Jackson Pollock, Portrait and a Dream, 1953 Facebook Twitter Pinterest
Jackson Pollock, Portrait and a Dream 1953. Courtesy of the Pollock-Krasner Foundation/Artists Rights Society (ARS), New York
Tate Liverpool’s show flies in the face of conventional wisdom, and looks set to be one of the most provocative and absorbing shows of the year. It centres on the so-called “black pour” paintings, made from 1951-3 using black enamel paint on unprimed canvas, which is often left bare. The enamel is iridescent and tar-like when it pools; sooty when it soaks directly into the linen fabric. These were Pollock’s attempts to move on from the expansive, multilayered drip paintings that had made him the most famous artist in the US, Jack the Dripper. His ascetic diet of black, bulked up with enigmatic biomorphic bits and pieces, seems to have been an attempt to counter claims that his “all-over” pictures were facile, flimsy, hedonistic and decorative. As early as 1948, Leigh Ashton, director of the V&A, had said that Pollock’s Cathedral (exhibited here as a contextual piece) “would make a most enchanting printed silk”, and in March 1951, American Vogue staged a photoshoot with a model in silk evening gown before Lavender Mist. Pollock wrote to a friend three months later: “I’ve had a period of drawing on canvas in black – with some of my early images coming thru – think the non-objectivists will find them disturbing – and the kids who think it’s simple to splash a Pollock out.” No one would want to buy a “black pour” fabric, or use one as a backdrop for a selfie, though as Aubrey Beardsley demonstrated with his ink drawings, black lines can be very sexy.
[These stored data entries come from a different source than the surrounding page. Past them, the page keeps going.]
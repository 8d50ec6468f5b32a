//! Terminal output for the console
//!
//! Banner, status lines, the download progress bar, and the generation
//! spinner. All terminal writes go through this type on the console task.

use crate::sdk::InitProgress;
use colored::Colorize;
use crossterm::{
    cursor,
    execute,
    terminal::{Clear, ClearType},
};
use indicatif::{ProgressBar, ProgressStyle};
use std::io::{self, Write};
use std::time::Duration;

/// Spinner/progress tick interval
const TICK_INTERVAL: Duration = Duration::from_millis(100);

/// Console display manager
pub struct Display {
    show_progress: bool,
}

impl Display {
    pub fn new(show_progress: bool) -> Self {
        Display { show_progress }
    }

    /// Show the startup banner with SDK/engine status
    pub fn show_banner(&self, sdk_version: &str, engine_status: &str, model: &str) {
        let width = 64;
        println!("\n{}", "=".repeat(width).cyan());
        println!("{}", format!("  modelbench {} - Engine Test Console", sdk_version).bold().cyan());
        println!("{}", format!("  Engine: {} | Model: {}", engine_status, model).dimmed());
        println!("{}\n", "=".repeat(width).cyan());
        println!(
            "Type a prompt to generate (or {} for commands, {} to quit)\n",
            "/help".green(),
            "/exit".green()
        );
    }

    /// Create the download progress bar (0-100)
    pub fn start_download(&self, model: &str) -> ProgressBar {
        let pb = if self.show_progress {
            ProgressBar::new(100)
        } else {
            ProgressBar::hidden()
        };
        pb.set_style(
            ProgressStyle::default_bar()
                .template("{spinner:.cyan} Downloading [{bar:40.cyan/blue}] {pos}% | {msg}")
                .unwrap()
                .progress_chars("=>-"),
        );
        pb.set_message(format!("Model: {}", model));
        pb.enable_steady_tick(TICK_INTERVAL);
        pb
    }

    /// Apply one progress update to the download bar
    pub fn update_download(&self, pb: &ProgressBar, update: &InitProgress) {
        pb.set_position(update.percent as u64);
        pb.set_message(update.stage.clone());
    }

    /// Create the generation spinner
    pub fn start_generation(&self) -> ProgressBar {
        let pb = if self.show_progress {
            ProgressBar::new_spinner()
        } else {
            ProgressBar::hidden()
        };
        pb.set_style(
            ProgressStyle::default_spinner()
                .template("{spinner:.green} {msg}")
                .unwrap(),
        );
        pb.set_message("Generating response...");
        pb.enable_steady_tick(TICK_INTERVAL);
        pb
    }

    /// Print an informational line
    pub fn show_info(&self, message: &str) {
        println!("{} {}", "i".cyan(), message);
    }

    /// Print a success line
    pub fn show_success(&self, message: &str) {
        println!("{} {}", "✓".green(), message);
    }

    /// Print an error line
    pub fn show_error(&self, message: &str) {
        eprintln!("{} {}", "✗".red(), message.red());
    }

    /// Print a generation response block
    pub fn show_response(&self, response: &str, duration_ms: u64) {
        println!("\n{}", response);
        println!("{}\n", format!("({}ms)", duration_ms).dimmed());
    }

    /// Clear the terminal
    pub fn clear_screen(&self) {
        let _ = execute!(io::stdout(), Clear(ClearType::All), cursor::MoveTo(0, 0));
    }
}
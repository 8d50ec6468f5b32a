//! Interactive console for exercising the engine
//!
//! The console task owns all terminal state: it renders startup status,
//! drives the model download with a progress bar, and forwards prompts to
//! the engine. Background work (download, generation, the blocking starter
//! install) reports back through channels or join handles only.

pub mod commands;
pub mod display;
pub mod input;
pub mod session;

use anyhow::Result;
use colored::Colorize;
use std::time::Instant;

use crate::cli::Verbosity;
use crate::console::commands::Command;
use crate::console::display::Display;
use crate::console::input::InputHandler;
use crate::console::session::{AskRecord, SessionHistory};
use crate::installer::ModelInstaller;
use crate::sdk::types::format_size;
use crate::sdk::EngineClient;

/// Console session coordinator
pub struct ConsoleSession {
    client: EngineClient,
    installer: ModelInstaller,
    input: InputHandler,
    display: Display,
    history: SessionHistory,
    verbosity: Verbosity,
}

impl ConsoleSession {
    /// Create a console session with persistent prompt history
    pub fn new(
        client: EngineClient,
        installer: ModelInstaller,
        verbosity: Verbosity,
    ) -> Result<Self> {
        let history_path = dirs::home_dir()
            .unwrap_or_else(|| std::path::PathBuf::from("."))
            .join(".modelbench_history");

        Ok(ConsoleSession {
            client,
            installer,
            input: InputHandler::with_history(history_path)?,
            display: Display::new(verbosity.show_progress()),
            history: SessionHistory::new(),
            verbosity,
        })
    }

    /// Main console loop
    pub async fn run(&mut self) -> Result<()> {
        self.show_startup_status().await;

        loop {
            match self.input.read_line() {
                Ok(Some(input)) => {
                    if input.is_empty() {
                        continue;
                    }

                    if commands::is_command(&input) {
                        if !self.handle_command(commands::parse(&input)).await {
                            break;
                        }
                    } else {
                        self.handle_prompt(&input).await;
                    }
                }
                Ok(None) => {
                    // EOF (Ctrl-D) - exit gracefully
                    break;
                }
                Err(e) => {
                    if e.to_string().contains("Interrupted") {
                        println!("\nUse /exit to quit gracefully");
                        continue;
                    }
                    return Err(e);
                }
            }
        }

        self.input.save_history()?;
        Ok(())
    }

    /// Render the startup banner and initial status
    async fn show_startup_status(&self) {
        let engine_status = if self.client.health_check().await {
            match self.client.engine_version().await {
                Ok(version) => format!("Connected (v{})", version),
                Err(_) => "Connected".to_string(),
            }
        } else {
            "Not Connected".to_string()
        };

        self.display
            .show_banner(self.client.sdk_version(), &engine_status, self.client.model());

        if self.installer.is_available() {
            if self.verbosity.show_events() {
                self.display.show_info(&format!(
                    "Starter model installed: {}",
                    self.installer.model_path().display()
                ));
            }
        } else {
            self.display
                .show_info("Starter model not installed. Run /install to seed it.");
        }

        if !self.client.is_ready().await {
            self.display
                .show_info("Engine model not downloaded. Run /download before generating.");
        }
    }

    /// Execute a slash command; returns false when the session should end
    async fn handle_command(&mut self, command: Command) -> bool {
        match command {
            Command::Help => commands::show_help(),
            Command::Exit => {
                println!("{}", "Goodbye!".green());
                return false;
            }
            Command::Clear => self.display.clear_screen(),
            Command::History { limit } => self.show_history(limit.unwrap_or(10)),
            Command::Status => self.show_status().await,
            Command::Install => self.run_install().await,
            Command::Download => self.run_download().await,
            Command::Unknown { input } => {
                println!("{}", format!("Unknown command: {}", input).red());
                println!("Type {} for available commands", "/help".cyan());
            }
        }
        true
    }

    /// Copy the bundled starter model into storage
    ///
    /// The copy is blocking by contract, so it runs on the blocking pool.
    async fn run_install(&self) {
        let installer = self.installer.clone();
        let already = installer.is_available();

        let result = tokio::task::spawn_blocking(move || installer.install()).await;

        match result {
            Ok(Ok(path)) => {
                if already {
                    self.display
                        .show_info(&format!("Starter model already installed: {}", path.display()));
                } else {
                    self.display
                        .show_success(&format!("Starter model installed: {}", path.display()));
                }
            }
            Ok(Err(e)) => self.display.show_error(&format!("Install failed: {}", e)),
            Err(e) => self.display.show_error(&format!("Install task failed: {}", e)),
        }
    }

    /// Download the engine model, rendering progress until the task ends
    async fn run_download(&self) {
        if self.client.is_ready().await {
            self.display.show_info("Model already downloaded. Engine ready.");
            return;
        }

        let mut task = self.client.initialize();
        let pb = self.display.start_download(self.client.model());

        while let Some(update) = task.next_progress().await {
            self.display.update_download(&pb, &update);
        }
        pb.finish_and_clear();

        match task.join().await {
            Ok(()) => {
                self.display
                    .show_success("Model loaded successfully. Engine ready.");
                self.display
                    .show_info("Type a prompt to test generation.");
            }
            Err(e) => {
                self.display.show_error(&format!("Model download failed: {}", e));
                self.display
                    .show_info("Check your network connection and try again.");
            }
        }
    }

    /// Forward a prompt to the engine and print the response
    async fn handle_prompt(&mut self, prompt: &str) {
        if prompt.trim().is_empty() {
            self.display.show_error("Please enter a prompt first.");
            return;
        }

        if !self.client.is_ready().await {
            self.display
                .show_error("Model is not ready. Run /download first.");
            return;
        }

        let spinner = self.display.start_generation();
        let start = Instant::now();

        match self.client.ask(prompt).await {
            Ok(response) => {
                let duration_ms = start.elapsed().as_millis() as u64;
                spinner.finish_and_clear();
                self.display.show_response(&response, duration_ms);
                self.history.record(AskRecord::new(
                    prompt.to_string(),
                    response,
                    true,
                    duration_ms,
                ));
            }
            Err(e) => {
                let duration_ms = start.elapsed().as_millis() as u64;
                spinner.finish_and_clear();
                self.display.show_error(&format!("Generation failed: {}", e));
                self.history.record(AskRecord::new(
                    prompt.to_string(),
                    e.to_string(),
                    false,
                    duration_ms,
                ));
            }
        }
    }

    /// Print recent exchanges
    fn show_history(&self, limit: usize) {
        if self.history.is_empty() {
            println!("{}", "No exchanges yet.".yellow());
            return;
        }

        println!("\n{}", "Recent exchanges:".bold());
        for record in self.history.recent(limit) {
            let marker = if record.success {
                "✓".green()
            } else {
                "✗".red()
            };
            println!(
                "  {} {} {}",
                marker,
                record.prompt,
                format!("({}ms)", record.duration_ms).dimmed()
            );
        }
        println!();
    }

    /// Print engine and storage status
    async fn show_status(&self) {
        println!("\n{}", "Status".bold());
        println!("{}", "=".repeat(50));

        println!("SDK version:    {}", self.client.sdk_version());
        println!("Engine URL:     {}", self.client.base_url());

        match self.client.engine_version().await {
            Ok(version) => println!("Engine:         Connected (v{})", version),
            Err(_) => println!("Engine:         {}", "Not Connected".red()),
        }

        let ready = self.client.is_ready().await;
        println!(
            "Model:          {} ({})",
            self.client.model(),
            if ready { "ready".to_string() } else { "not downloaded".to_string() }
        );

        if let Ok(models) = self.client.list_models().await {
            for model in models {
                println!("  • {} ({})", model.name, format_size(model.size));
            }
        }

        match self.installer.installed_size() {
            Some(size) => println!(
                "Starter model:  {} ({})",
                self.installer.model_path().display(),
                format_size(size)
            ),
            None => println!("Starter model:  not installed"),
        }

        println!("Exchanges:      {}", self.history.ask_count());
        println!();
    }

    /// Session history accessor
    pub fn history(&self) -> &SessionHistory {
        &self.history
    }
}

#[cfg(test)]
mod tests {
    use super::*;
    use crate::asset::BundledAsset;
    use tempfile::TempDir;

    fn test_session(tmp: &TempDir) -> ConsoleSession {
        let client = EngineClient::with_config("http://127.0.0.1:1", "qwen2.5:0.5b").unwrap();
        let installer = ModelInstaller::new(tmp.path(), BundledAsset::starter_model()).unwrap();
        let mut session =
            ConsoleSession::new(client, installer, Verbosity::Quiet).unwrap();
        // Keep test history separate from the user's file
        session.input = InputHandler::with_history(tmp.path().join("history")).unwrap();
        session
    }

    #[tokio::test]
    async fn test_exit_command_ends_session() {
        let tmp = TempDir::new().unwrap();
        let mut session = test_session(&tmp);
        assert!(!session.handle_command(Command::Exit).await);
    }

    #[tokio::test]
    async fn test_help_and_history_continue_session() {
        let tmp = TempDir::new().unwrap();
        let mut session = test_session(&tmp);
        assert!(session.handle_command(Command::Help).await);
        assert!(
            session
                .handle_command(Command::History { limit: Some(3) })
                .await
        );
    }

    #[tokio::test]
    async fn test_install_command_seeds_storage() {
        let tmp = TempDir::new().unwrap();
        let mut session = test_session(&tmp);

        assert!(!session.installer.is_available());
        assert!(session.handle_command(Command::Install).await);
        assert!(session.installer.is_available());
    }

    #[tokio::test]
    async fn test_prompt_rejected_when_engine_not_ready() {
        let tmp = TempDir::new().unwrap();
        let mut session = test_session(&tmp);

        session.handle_prompt("hello").await;
        // Rejected before reaching the engine: nothing recorded
        assert!(session.history().is_empty());
    }
}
A number of New York artists – including the abstract expressionist Willem de Kooning – had recently tried painting in a restricted palette of black and white, but Pollock’s black pours are especially distinctive because of their drily rebarbative, block-like structures. They don’t feel as if they have been effortlessly “splashed out” (code for “ecstatically ejaculated”) so much as strenuously carved and kneaded. Rather than being “all-over”, with the potential for limitless lateral spread, they often have a tight internal frame that seems to compress the contents. This is most apparent in Untitled (Black and White Polyptych) (1951), which comprises four discrete components of blockish shape lined up horizontally. Each section was turned into individual screenprints that stop well short of the edges of the paper.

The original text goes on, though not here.